While a federal appeals court ponders a lawsuit alleging taxi drivers should actually be considered employees and not independent contractors, an insurance company has asked a Cook County judge to declare one of the cab companies being sued should need to find some means other than an insurance claim to fund its defense against the allegations it has violated federal labor law in how it classifies and pays its drivers.
Zurich American Insurance filed suit in Cook County Circuit Court against taxi company Yellow Group LLC and its parent company, Yellow Cab, saying the terms of the taxi company’s policy should mean it has no obligation to indemnify the taxi service in its ongoing dispute with its drivers.
The Zurich lawsuit arises after the U.S. Seventh Circuit Court of Appeals took up the case brought by Chicago cab drivers against Yellow Cab and several other taxi companies operating in Chicago, including Chicago Carriage Co., Flash Cab Co., Dispatch Taxi Affiliation Inc. and others.
The drivers, including named plaintiffs Peter Enger, Karen Chamberlain, Courtney Creater, Gregory McGee and Finn Ebelechukwu, brought the action in March 2014 in Chicago federal court, seeking to also serve as representatives on behalf of a class of other current and former Chicago taxi drivers. They alleged the taxi companies had improperly classified them as independent contractors, forcing them to rely on fares and tips and causing them to “often” earn less than minimum wage and “sometimes owe more than they earn during a shift.”
The drivers’ complaint asserted the taxi companies’ policies amounted to violations of Illinois wage and hour laws, meaning the taxi companies had enjoyed “unjust enrichment” at the expense of their drivers.
In December 2014, however, U.S. District Judge Andrea R. Wood dismissed the drivers’ lawsuit, saying she believed the agreements between the companies and the drivers made clear the drivers’ only source of expected compensation would come from fares and tips paid by customers. That, the judge said, would mean “there was no agreement between the two that provided” for the cab companies to ever pay the drivers, as they would employees, under the meaning of the law.
The drivers appealed the decision in January, and the appeal is pending before the Seventh Circuit.
To pay for its defense against the continuing lawsuit, Yellow Cab, citing its insurance policy through Zurich, has called upon the insurer to fund its defense.
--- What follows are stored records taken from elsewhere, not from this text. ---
//! Audio and metadata sources feeding the renderers.

use anyhow::{Result, bail};

use crate::render::movement::MovementTimeframe;
use crate::render::vector::Vec3;
use crate::structs::channel::ReferenceChannel;
use crate::utils::errors::RenderError;

/// A decoded multichannel PCM stream.
pub trait StreamDecoder {
    fn channel_count(&self) -> usize;

    fn sample_rate(&self) -> u32;

    /// Role of every channel, in decode order.
    fn channels(&self) -> Vec<ReferenceChannel>;

    /// Decodes the next frames into `buffer[from..to]`, measured in frames of
    /// an interleaved buffer with [`StreamDecoder::channel_count`] channels.
    ///
    /// Past the end of the stream the range is filled with silence.
    fn decode_block(&mut self, buffer: &mut [f32], from: usize, to: usize) -> Result<()>;
}

/// Positional metadata for the objects carried by a stream.
pub trait ObjectMetadata {
    fn object_count(&self) -> usize;

    fn lfe_index(&self) -> Option<usize>;

    /// Keyframes of one object, ordered by offset.
    fn timeframes(&self, object: usize) -> &[MovementTimeframe];

    /// Called with the playback position before every rendered block.
    fn poll(&mut self, _position: u64) -> Result<()> {
        Ok(())
    }

    /// Turns one block of interleaved channel samples into interleaved object
    /// samples.
    ///
    /// The default maps channel `n` to object `n` and needs at least as many
    /// channels as objects.
    fn apply(
        &mut self,
        channels: &[f32],
        channel_count: usize,
        objects: &mut [f32],
        object_count: usize,
    ) -> Result<()> {
        if object_count == 0 {
            return Ok(());
        }
        if channel_count < object_count {
            bail!(RenderError::ObjectMismatch {
                objects: object_count,
                channels: channel_count,
            });
        }

        for (input, output) in channels
            .chunks_exact(channel_count)
            .zip(objects.chunks_exact_mut(object_count))
        {
            output.copy_from_slice(&input[..object_count]);
        }

        Ok(())
    }
}

/// Objects pinned to fixed positions.
#[derive(Debug, Clone, Default)]
pub struct StaticObjects {
    lfe_index: Option<usize>,
    timeframes: Vec<Vec<MovementTimeframe>>,
}

impl StaticObjects {
    pub fn new(positions: &[Vec3], lfe_index: Option<usize>) -> Self {
        let timeframes = positions
            .iter()
            .map(|&position| {
                vec![MovementTimeframe {
                    position,
                    ..Default::default()
                }]
            })
            .collect();

        Self {
            lfe_index,
            timeframes,
        }
    }

    /// One object per channel, placed at the channel's reference position.
    pub fn from_channels(channels: &[ReferenceChannel]) -> Self {
        let positions = channels.iter().map(|channel| channel.position()).collect::<Vec<_>>();
        Self::new(&positions, channels.iter().position(|channel| channel.is_lfe()))
    }
}

impl ObjectMetadata for StaticObjects {
    fn object_count(&self) -> usize {
        self.timeframes.len()
    }

    fn lfe_index(&self) -> Option<usize> {
        self.lfe_index
    }

    fn timeframes(&self, object: usize) -> &[MovementTimeframe] {
        self.timeframes.get(object).map(Vec::as_slice).unwrap_or_default()
    }
}

/// In-memory interleaved PCM.
#[derive(Debug, Clone)]
pub struct PcmStream {
    samples: Vec<f32>,
    channels: Vec<ReferenceChannel>,
    sample_rate: u32,
    cursor: usize,
}

impl PcmStream {
    pub fn new(samples: Vec<f32>, channels: Vec<ReferenceChannel>, sample_rate: u32) -> Self {
        Self {
            samples,
            channels,
            sample_rate,
            cursor: 0,
        }
    }

    /// Frames not yet handed out.
    pub fn remaining(&self) -> usize {
        match self.channels.len() {
            0 => 0,
            n => self.samples.len().saturating_sub(self.cursor) / n,
        }
    }
}

impl StreamDecoder for PcmStream {
    fn channel_count(&self) -> usize {
        self.channels.len()
    }

    fn sample_rate(&self) -> u32 {
        self.sample_rate
    }

    fn channels(&self) -> Vec<ReferenceChannel> {
        self.channels.clone()
    }

    fn decode_block(&mut self, buffer: &mut [f32], from: usize, to: usize) -> Result<()> {
        let channels = self.channels.len();
        let target = &mut buffer[from * channels..to * channels];

        let available = self.samples.len().saturating_sub(self.cursor).min(target.len());
        let (filled, silent) = target.split_at_mut(available);
        filled.copy_from_slice(&self.samples[self.cursor..self.cursor + available]);
        silent.fill(0.0);

        self.cursor += available;
        Ok(())
    }
}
Zurich, however, has denied that coverage, pointing to terms in its policy which it argues exempt it from insuring against litigation arising out of claims the cab company violated “any labor or employment-related law, rule or regulation.”
Other sections of the policy purportedly also specifically exclude coverage for claims arising from “an actual or alleged violation of … the Fair Labor Standards Act and any other law concerning wage and hour practices.”
“The Enger Lawsuit is a claim for actual or alleged violations of the responsibilities, obligations or duties imposed by Illinois law concerning wage and hour practices,” Zurich’s complaint states. “The claim is therefore not covered and Zurich American has no obligation to defend or indemnify any insured against the Enger Lawsuit.”
Zurich is represented in the matter by attorneys Jeffrey A. Goldwater and Michelle M. Bracke, of the Chicago office of the firm of Lewis Brisbois Bisgaard & Smith LLP.
Yellow Cab and the other cab companies have been represented in the federal action by the firm of Michael Best & Friedrich LLP, of Chicago.
The cab drivers have been represented by attorneys with the firms of Stephan Zouras LLP, of Chicago, and Lichten & Liss-Riordan P.C., of Boston.